Whenever a line in the following entries includes "failed", tally it. Report nothing except the final count.

MATERIAL SUPPLIED: Begin

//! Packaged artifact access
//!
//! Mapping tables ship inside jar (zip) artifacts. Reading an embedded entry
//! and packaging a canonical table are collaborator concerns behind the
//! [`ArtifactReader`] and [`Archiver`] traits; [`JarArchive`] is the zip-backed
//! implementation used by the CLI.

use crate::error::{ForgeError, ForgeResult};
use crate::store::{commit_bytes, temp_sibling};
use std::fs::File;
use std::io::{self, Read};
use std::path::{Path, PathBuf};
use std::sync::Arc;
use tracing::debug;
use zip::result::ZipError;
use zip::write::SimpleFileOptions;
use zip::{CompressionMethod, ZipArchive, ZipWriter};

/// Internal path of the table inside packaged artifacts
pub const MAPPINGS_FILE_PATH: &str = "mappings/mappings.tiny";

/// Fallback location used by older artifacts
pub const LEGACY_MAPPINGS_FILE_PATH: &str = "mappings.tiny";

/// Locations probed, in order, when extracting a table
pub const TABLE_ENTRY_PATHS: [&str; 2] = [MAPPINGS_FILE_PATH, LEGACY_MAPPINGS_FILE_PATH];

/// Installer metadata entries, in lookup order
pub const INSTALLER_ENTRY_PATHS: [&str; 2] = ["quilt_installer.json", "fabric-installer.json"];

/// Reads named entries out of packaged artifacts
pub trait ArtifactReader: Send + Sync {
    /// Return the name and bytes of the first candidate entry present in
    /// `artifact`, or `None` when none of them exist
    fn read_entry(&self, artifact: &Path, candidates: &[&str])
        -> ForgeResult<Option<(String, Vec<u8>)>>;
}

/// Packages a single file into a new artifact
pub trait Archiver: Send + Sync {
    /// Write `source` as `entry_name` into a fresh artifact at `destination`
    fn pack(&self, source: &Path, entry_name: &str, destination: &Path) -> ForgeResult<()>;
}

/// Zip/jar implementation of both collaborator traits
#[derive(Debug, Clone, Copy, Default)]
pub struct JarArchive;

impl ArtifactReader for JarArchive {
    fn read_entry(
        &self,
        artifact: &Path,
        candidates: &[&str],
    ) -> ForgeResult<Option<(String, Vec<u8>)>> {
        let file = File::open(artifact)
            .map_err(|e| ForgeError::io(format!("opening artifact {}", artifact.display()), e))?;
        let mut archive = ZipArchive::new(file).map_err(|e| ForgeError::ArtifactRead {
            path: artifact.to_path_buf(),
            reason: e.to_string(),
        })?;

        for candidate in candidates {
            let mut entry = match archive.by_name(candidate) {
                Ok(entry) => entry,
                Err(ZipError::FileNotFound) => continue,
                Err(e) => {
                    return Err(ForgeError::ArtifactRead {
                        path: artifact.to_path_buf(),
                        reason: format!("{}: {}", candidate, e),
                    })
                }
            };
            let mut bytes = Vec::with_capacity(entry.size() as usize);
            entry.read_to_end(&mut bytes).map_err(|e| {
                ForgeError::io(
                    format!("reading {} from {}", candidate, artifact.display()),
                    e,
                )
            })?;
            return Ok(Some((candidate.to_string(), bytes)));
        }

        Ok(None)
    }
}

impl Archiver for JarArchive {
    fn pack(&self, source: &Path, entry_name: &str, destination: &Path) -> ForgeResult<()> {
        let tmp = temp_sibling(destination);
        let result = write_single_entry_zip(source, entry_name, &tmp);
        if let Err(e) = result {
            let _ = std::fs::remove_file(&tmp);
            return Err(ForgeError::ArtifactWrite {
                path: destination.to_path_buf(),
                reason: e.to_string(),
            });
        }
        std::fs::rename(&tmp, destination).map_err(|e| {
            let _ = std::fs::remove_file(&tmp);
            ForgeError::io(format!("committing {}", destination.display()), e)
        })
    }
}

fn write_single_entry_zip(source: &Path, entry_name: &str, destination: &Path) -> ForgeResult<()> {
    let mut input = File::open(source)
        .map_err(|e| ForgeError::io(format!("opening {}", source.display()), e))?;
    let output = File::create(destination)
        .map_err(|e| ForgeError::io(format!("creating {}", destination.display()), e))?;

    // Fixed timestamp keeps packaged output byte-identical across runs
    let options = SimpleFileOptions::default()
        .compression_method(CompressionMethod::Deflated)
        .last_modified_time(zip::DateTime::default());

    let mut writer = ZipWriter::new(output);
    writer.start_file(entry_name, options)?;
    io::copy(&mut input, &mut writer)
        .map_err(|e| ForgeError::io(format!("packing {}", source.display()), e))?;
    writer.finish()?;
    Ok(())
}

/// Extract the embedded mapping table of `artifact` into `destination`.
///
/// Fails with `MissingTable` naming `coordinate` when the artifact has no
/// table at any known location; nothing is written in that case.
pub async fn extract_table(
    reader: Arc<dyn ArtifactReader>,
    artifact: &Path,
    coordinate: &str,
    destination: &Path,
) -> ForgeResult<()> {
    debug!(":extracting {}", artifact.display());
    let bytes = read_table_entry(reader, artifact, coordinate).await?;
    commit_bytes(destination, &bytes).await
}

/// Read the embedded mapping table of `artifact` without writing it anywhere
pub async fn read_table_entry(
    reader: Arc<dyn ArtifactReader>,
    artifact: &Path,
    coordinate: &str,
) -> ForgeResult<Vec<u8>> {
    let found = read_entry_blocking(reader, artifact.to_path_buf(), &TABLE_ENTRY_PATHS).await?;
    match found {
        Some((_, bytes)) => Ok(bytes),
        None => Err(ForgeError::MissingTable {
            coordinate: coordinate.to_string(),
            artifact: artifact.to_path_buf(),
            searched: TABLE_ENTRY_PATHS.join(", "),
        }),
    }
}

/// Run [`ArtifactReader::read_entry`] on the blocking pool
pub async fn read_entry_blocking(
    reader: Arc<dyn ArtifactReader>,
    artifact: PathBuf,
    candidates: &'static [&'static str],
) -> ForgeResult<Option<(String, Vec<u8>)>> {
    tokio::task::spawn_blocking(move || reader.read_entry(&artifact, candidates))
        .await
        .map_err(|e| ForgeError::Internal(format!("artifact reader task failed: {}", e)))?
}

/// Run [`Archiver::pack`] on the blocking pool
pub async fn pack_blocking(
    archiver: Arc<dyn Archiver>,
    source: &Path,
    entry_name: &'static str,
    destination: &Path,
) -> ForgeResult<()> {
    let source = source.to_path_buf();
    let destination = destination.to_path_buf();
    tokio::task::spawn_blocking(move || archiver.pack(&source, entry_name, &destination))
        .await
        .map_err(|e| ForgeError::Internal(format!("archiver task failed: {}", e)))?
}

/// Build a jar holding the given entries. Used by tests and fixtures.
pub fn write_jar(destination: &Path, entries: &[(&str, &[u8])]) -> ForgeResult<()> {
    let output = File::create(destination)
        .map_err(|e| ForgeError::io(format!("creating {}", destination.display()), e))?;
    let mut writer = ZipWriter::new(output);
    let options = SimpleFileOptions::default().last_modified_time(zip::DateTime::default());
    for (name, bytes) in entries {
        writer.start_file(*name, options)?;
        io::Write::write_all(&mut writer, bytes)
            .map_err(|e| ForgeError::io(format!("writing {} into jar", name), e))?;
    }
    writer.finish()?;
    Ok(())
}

MATERIAL SUPPLIED: End

● RESPONSE FOR THIS EXERCISE: 2